Let’s talk big data
Big data can be messy and complicated or elegantly simple. Many big data projects begin from the need to answer specific questions and with the right analytics in place organizations can find actionable insights into their operations. In addition, big data allows for different variations of computer aided designs to check how even minor variations can affect outcomes. Big data projects can obtain, process and analyze data in a variety of ways. Every data source has different characteristics and provides valuable information. With this goal in mind the National Science Foundation awarded a $4.8 million grant to an education project called LearnSphere. LearnSphere is poised to hold large amounts of anonymous student information that is routinely collected for different data analysis purposes. Most importantly, it will allow for large scale analysis down to “being able to detect emotional states from keystroke data”
So what does all this mean? I had a few questions and Dr. Kenneth Koedinger, who is spearheading this effort, was open to address my questions and concerns. Ken is a professor of Human Computer Interaction and Psychology at Carnegie Mellon University. He has an M.S. in Computer Science, a Ph.D. in Cognitive Psychology, and experience teaching in an urban high school.
Although I admire the ambitions of the project, aiming for a deeper understanding of the learning process, my initial concern was the lack of individual student acknowledgment. Data analytics can be a great tool if we need to raise efficiency in production or predict consumer behavior but students must not merely be viewed as products to be improved upon. How do we ensure that the use of such data does not aggravate existing bias and discrimination in education? What measures shall protect our most at risk students– students with learning differences, students marginalized for their race, religion or nationality. And while the project insists that kids are not numbers, the data and information generated from students are looked at as numbers, so that the data and information can be looked at in the most unbiased way possible.
And this is where the project gets interesting. First, the data used for research has been de-identified. Demographic information has been removed from data sets researchers are looking at. The shared data sets are randomly assigned new identifiers and they do not indicate race, geographic location or school the information is coming from. Measures have been taken to make it difficult to tag records back to particular students. The project maintains there is no back mapping to the native records.
The main objective for LearnSphere is to improve student outcomes. What are the difficult parts of learning a course? Why do students have such a difficult time with certain mathematical problems and not others? For example, some might predict that math word problems will be harder for students to work through but as it turns out, some students did better with a math problem that used language instead of just looking at an equation on a piece of paper. The project will look at the learning barriers some students have and how can we use this information to improve learning designs. Where are students now in the learning process and how can we be sure we provide as much support as we can with the data we possess. As Dr. Koedinger clarified it for me “we are studying the terrain on a hiking course rather than the hikers” so how can a study like this make the terrain easier for our hikers? Well, LearnSphere aims to help us all identify those “expert blindspots.” For example, a teacher will know all his / her students but there are spots a teacher just doesn’t see because of closeness to the students. LearnSphere aims to help teachers create effective teaching environments so that our kids can hike the next hill a bit easier.

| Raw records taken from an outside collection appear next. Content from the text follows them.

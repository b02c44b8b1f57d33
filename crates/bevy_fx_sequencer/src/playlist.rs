//! Single-slot playlist: one item plays at a time, advancing on completion.
//!
//! The sequencer is generic over the item type and over a [`PlaylistBackend`]
//! that actually spawns and destroys running instances. The previous instance
//! is always destroyed before the next one is spawned.

use bevy::log::{debug, warn};

/// Spawns and tears down the running instance of a playlist item.
pub trait PlaylistBackend<T> {
    type Handle;

    /// Start playing `item`. `None` if it could not be spawned.
    fn spawn(&mut self, item: &T) -> Option<Self::Handle>;

    /// The instance's own "still running" signal.
    fn is_active(&self, handle: &Self::Handle) -> bool;

    /// Stop the instance immediately and free it.
    fn destroy(&mut self, handle: Self::Handle);
}

#[derive(Debug)]
struct ActiveItem<H> {
    handle: H,
    age: f32,
}

#[derive(Debug)]
pub struct PlaylistSequencer<T, H> {
    items: Vec<T>,
    /// `None` is the "nothing current" sentinel.
    current: Option<usize>,
    looping: bool,
    /// Ceiling on how long one item may play before it is considered done.
    play_interval: Option<f32>,
    slot: Option<ActiveItem<H>>,
}

impl<T, H> Default for PlaylistSequencer<T, H> {
    fn default() -> Self {
        Self::new(Vec::new(), false)
    }
}

impl<T, H> PlaylistSequencer<T, H> {
    pub fn new(items: Vec<T>, looping: bool) -> Self {
        Self {
            items,
            current: None,
            looping,
            play_interval: None,
            slot: None,
        }
    }

    pub fn with_play_interval(mut self, seconds: f32) -> Self {
        self.play_interval = Some(seconds);
        self
    }

    pub fn items(&self) -> &[T] {
        &self.items
    }

    pub fn current_index(&self) -> Option<usize> {
        self.current
    }

    pub fn current_item(&self) -> Option<&T> {
        self.current.and_then(|i| self.items.get(i))
    }

    pub fn current_handle(&self) -> Option<&H> {
        self.slot.as_ref().map(|s| &s.handle)
    }

    pub fn is_playing(&self) -> bool {
        self.slot.is_some()
    }

    pub fn set_looping(&mut self, looping: bool) {
        self.looping = looping;
    }

    pub fn set_play_interval(&mut self, seconds: Option<f32>) {
        self.play_interval = seconds;
    }

    /// Restart from the first item, destroying whatever is playing.
    pub fn play<B>(&mut self, backend: &mut B) -> bool
    where
        B: PlaylistBackend<T, Handle = H>,
    {
        self.stop(backend);
        self.advance(backend)
    }

    /// Replace the playlist and start it from the first item.
    pub fn play_list<B>(&mut self, items: Vec<T>, backend: &mut B) -> bool
    where
        B: PlaylistBackend<T, Handle = H>,
    {
        self.stop(backend);
        self.items = items;
        self.advance(backend)
    }

    /// Move to the next item and spawn it.
    ///
    /// Past the end, a looping playlist wraps to the first item; otherwise
    /// the index returns to the sentinel and `false` is returned. Items that
    /// fail to spawn are skipped, and at most one full pass is attempted.
    pub fn advance<B>(&mut self, backend: &mut B) -> bool
    where
        B: PlaylistBackend<T, Handle = H>,
    {
        self.release(backend);

        for _ in 0..self.items.len() {
            let next = match self.current {
                None => 0,
                Some(i) if i + 1 < self.items.len() => i + 1,
                Some(_) if self.looping => 0,
                Some(_) => break,
            };
            self.current = Some(next);

            match backend.spawn(&self.items[next]) {
                Some(handle) => {
                    debug!("Playlist playing item {}", next);
                    self.slot = Some(ActiveItem { handle, age: 0.0 });
                    return true;
                }
                None => warn!("Playlist item {} could not be spawned, skipping", next),
            }
        }

        self.current = None;
        false
    }

    /// Age the current item and advance once it has completed.
    ///
    /// Returns true when the playlist moved on this tick.
    pub fn tick<B>(&mut self, delta: f32, backend: &mut B) -> bool
    where
        B: PlaylistBackend<T, Handle = H>,
    {
        let Some(slot) = self.slot.as_mut() else {
            return false;
        };
        slot.age += delta.max(0.0);

        let expired = self.play_interval.is_some_and(|ceiling| slot.age > ceiling);
        if expired || !backend.is_active(&slot.handle) {
            self.advance(backend);
            return true;
        }
        false
    }

    /// Destroy the current instance and return to the sentinel.
    pub fn stop<B>(&mut self, backend: &mut B)
    where
        B: PlaylistBackend<T, Handle = H>,
    {
        self.release(backend);
        self.current = None;
    }

    fn release<B>(&mut self, backend: &mut B)
    where
        B: PlaylistBackend<T, Handle = H>,
    {
        if let Some(slot) = self.slot.take() {
            backend.destroy(slot.handle);
        }
    }
}

#[cfg(test)]
mod tests {
    use std::collections::HashSet;

    use super::*;

    #[derive(Default)]
    struct FakeBackend {
        next: u32,
        live: HashSet<u32>,
        spawned: Vec<&'static str>,
        destroyed: Vec<u32>,
        unspawnable: HashSet<&'static str>,
        /// Largest number of simultaneously live instances seen.
        peak: usize,
    }

    impl PlaylistBackend<&'static str> for FakeBackend {
        type Handle = u32;

        fn spawn(&mut self, item: &&'static str) -> Option<u32> {
            if self.unspawnable.contains(item) {
                return None;
            }
            self.next += 1;
            self.live.insert(self.next);
            self.spawned.push(item);
            self.peak = self.peak.max(self.live.len());
            Some(self.next)
        }

        fn is_active(&self, handle: &u32) -> bool {
            self.live.contains(handle)
        }

        fn destroy(&mut self, handle: u32) {
            self.live.remove(&handle);
            self.destroyed.push(handle);
        }
    }

    impl FakeBackend {
        /// Simulate the running instance finishing on its own.
        fn finish(&mut self, handle: u32) {
            self.live.remove(&handle);
        }
    }

    fn finish_current(p: &PlaylistSequencer<&'static str, u32>, backend: &mut FakeBackend) {
        let handle = *p.current_handle().unwrap();
        backend.finish(handle);
    }

    #[test]
    fn looping_playlist_wraps_to_first_item() {
        let mut backend = FakeBackend::default();
        let mut p = PlaylistSequencer::new(vec!["A", "B"], true);

        assert!(p.play(&mut backend));
        assert_eq!(p.current_index(), Some(0));

        finish_current(&p, &mut backend);
        assert!(p.tick(0.1, &mut backend));
        assert_eq!(p.current_index(), Some(1));

        finish_current(&p, &mut backend);
        assert!(p.tick(0.1, &mut backend));
        assert_eq!(p.current_index(), Some(0));
        assert_eq!(backend.spawned, vec!["A", "B", "A"]);
    }

    #[test]
    fn non_looping_playlist_stops_at_sentinel() {
        let mut backend = FakeBackend::default();
        let mut p = PlaylistSequencer::new(vec!["A", "B"], false);
        p.play(&mut backend);

        finish_current(&p, &mut backend);
        p.tick(0.1, &mut backend);
        finish_current(&p, &mut backend);
        p.tick(0.1, &mut backend);

        assert_eq!(p.current_index(), None);
        assert!(!p.is_playing());
        // No auto-advance until play() is called again.
        assert!(!p.tick(10.0, &mut backend));
        assert_eq!(backend.spawned.len(), 2);

        assert!(p.play(&mut backend));
        assert_eq!(p.current_item(), Some(&"A"));
    }

    #[test]
    fn play_interval_caps_item_age() {
        let mut backend = FakeBackend::default();
        let mut p = PlaylistSequencer::new(vec!["A", "B"], false).with_play_interval(5.0);
        p.play(&mut backend);

        assert!(!p.tick(3.0, &mut backend));
        assert!(!p.tick(2.0, &mut backend));
        assert!(p.tick(0.5, &mut backend));
        assert_eq!(p.current_item(), Some(&"B"));
    }

    #[test]
    fn replay_destroys_running_instance_first() {
        let mut backend = FakeBackend::default();
        let mut p = PlaylistSequencer::new(vec!["A", "B"], true);
        p.play(&mut backend);
        p.advance(&mut backend);
        p.play(&mut backend);

        assert_eq!(p.current_index(), Some(0));
        assert_eq!(backend.destroyed, vec![1, 2]);
        assert_eq!(backend.peak, 1);
    }

    #[test]
    fn play_list_replaces_items() {
        let mut backend = FakeBackend::default();
        let mut p = PlaylistSequencer::new(vec!["A"], false);
        p.play(&mut backend);

        assert!(p.play_list(vec!["X", "Y"], &mut backend));
        assert_eq!(p.items(), &["X", "Y"]);
        assert_eq!(p.current_item(), Some(&"X"));
        assert_eq!(backend.live.len(), 1);
    }

    #[test]
    fn unspawnable_items_are_skipped() {
        let mut backend = FakeBackend::default();
        backend.unspawnable.insert("B");
        let mut p = PlaylistSequencer::new(vec!["A", "B", "C"], false);
        p.play(&mut backend);

        finish_current(&p, &mut backend);
        p.tick(0.1, &mut backend);
        assert_eq!(p.current_item(), Some(&"C"));
    }

    #[test]
    fn looping_list_of_unspawnable_items_terminates() {
        let mut backend = FakeBackend::default();
        backend.unspawnable.extend(["A", "B"]);
        let mut p = PlaylistSequencer::new(vec!["A", "B"], true);

        assert!(!p.play(&mut backend));
        assert_eq!(p.current_index(), None);
    }

    #[test]
    fn empty_playlist_never_plays() {
        let mut backend = FakeBackend::default();
        let mut p: PlaylistSequencer<&'static str, u32> = PlaylistSequencer::default();
        assert!(!p.play(&mut backend));
        assert!(!p.tick(1.0, &mut backend));
    }
}
//! # bevy_fx_sequencer
//!
//! Time-bounded effect tasks for Bevy: post-process blends driven by a
//! declarative effect table, and single-slot playlists of particle scenes.
//!
//! The core (`loader`, `task`, `scheduler`, `playlist`) does not touch the
//! ECS and is driven through small traits. The plugin wires it to the
//! `AssetServer`, the view camera's [`PostProcessStack`] and
//! [`EffectDisplayStand`] entities.
//!
//! ## Quick Start
//!
//! ```ignore
//! use bevy::prelude::*;
//! use bevy_fx_sequencer::{FxSequencerPlugin, PostProcessScheduler, PostProcessStack};
//!
//! fn main() {
//!     App::new()
//!         .add_plugins(DefaultPlugins)
//!         .add_plugins(FxSequencerPlugin)
//!         .add_systems(Startup, |mut commands: Commands| {
//!             commands.spawn((Camera3d::default(), PostProcessStack::default()));
//!         })
//!         .add_systems(Update, flash_on_space)
//!         .run();
//! }
//!
//! fn flash_on_space(keys: Res<ButtonInput<KeyCode>>, mut fx: ResMut<PostProcessScheduler>) {
//!     if keys.just_pressed(KeyCode::Space) {
//!         fx.play_effect(&"flash".into());
//!     }
//! }
//! ```

pub mod curve;
pub mod data;
pub mod display_stand;
pub mod error;
pub mod loader;
pub mod playlist;
pub mod post_process;
pub mod scheduler;
pub mod task;

pub use curve::{Curve, CurveKey, Interp};
pub use data::{ControlParameter, EffectId, EffectRow, EffectTable, ResourceRef};
pub use display_stand::{EffectDisplayStand, EffectFinished, PlayStand, PlaylistItem, StandPivot};
pub use error::{EffectError, TableError};
pub use loader::{AsyncResolver, LoadReply, LoadStatus, ResourceLoader};
pub use playlist::{PlaylistBackend, PlaylistSequencer};
pub use post_process::{
    PostProcessInstance, PostProcessPreset, PostProcessScheduler, PostProcessStack,
};
pub use scheduler::EffectScheduler;
pub use task::{BlendAccumulator, EffectInstance, EffectResource, EffectTask, TaskTick};

use std::path::PathBuf;

use bevy::prelude::*;

/// Default location of the post-process effect table.
pub const DEFAULT_TABLE_PATH: &str = "assets/post_process/effect_table.ron";

/// How the plugin sets up the post-process scheduler.
#[derive(Resource, Clone, Debug)]
pub struct SequencerSettings {
    pub table_path: PathBuf,
    /// Failed resolutions retried before an effect is given up on.
    pub retry_limit: u32,
    /// Queue every table row for loading as soon as the table is read.
    pub seed_on_startup: bool,
}

impl Default for SequencerSettings {
    fn default() -> Self {
        Self {
            table_path: PathBuf::from(DEFAULT_TABLE_PATH),
            retry_limit: loader::DEFAULT_RETRY_LIMIT,
            seed_on_startup: true,
        }
    }
}

/// Ordering of the sequencer's per-frame work.
#[derive(SystemSet, Clone, Debug, PartialEq, Eq, Hash)]
pub enum FxSequencerSet {
    /// Resource resolution and play requests.
    Prepare,
    /// Advance post-process tasks and playlists.
    Advance,
}

pub struct FxSequencerPlugin;

impl Plugin for FxSequencerPlugin {
    fn build(&self, app: &mut App) {
        app.register_type::<EffectDisplayStand>()
            .register_type::<Curve>()
            .register_type::<EffectRow>()
            .init_resource::<SequencerSettings>()
            .init_resource::<PostProcessScheduler>()
            .init_resource::<post_process::PresetRequests>()
            .init_asset::<PostProcessPreset>()
            .init_asset_loader::<post_process::PostProcessPresetLoader>()
            .add_message::<PlayStand>()
            .configure_sets(
                Update,
                (FxSequencerSet::Prepare, FxSequencerSet::Advance).chain(),
            )
            .add_systems(Startup, post_process::load_effect_table)
            .add_systems(
                Update,
                (
                    post_process::drive_preset_loads,
                    display_stand::setup_display_stands,
                    display_stand::handle_play_requests.after(display_stand::setup_display_stands),
                )
                    .in_set(FxSequencerSet::Prepare),
            )
            .add_systems(
                Update,
                (
                    post_process::tick_post_process,
                    display_stand::tick_display_stands,
                    display_stand::rotate_stand_pivots,
                )
                    .in_set(FxSequencerSet::Advance),
            )
            .add_systems(Last, post_process::shutdown_post_process);
    }
}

I still have some reservations when studying vast amounts of data. If data sets include student papers and extensive student data, the risk for re-identification exists. If we are studying data with such finite precision, at what point can the source of the data be tagged back to particular students? There can be no guarantee that data will be fully non-identifiable without an independent qualified expert review and approval of aggregation methodology. Leading de-identification experts need to be involved with a project of this scale. I also hope Dr Koedinger will take advantage of the opportunity to work with two of the most highly respected experts on privacy, Professors Lorrie Cranor and Allessandro Aquisti, both who happen to be located nearby at Carnegie Mellon University.
I advocate for a smart and ethical collection of data for I see the potential benefits of its use. We must remain mindful of the privacy issues raised in such a project as this. Will we truly be making it a more equitable educational system or will the algorithms of big data systematically discriminate against those learners already at a disadvantage? Projects like this can help, but only if the concerns of potential discrimination are carefully considered and the goal of helping individual students is paramount.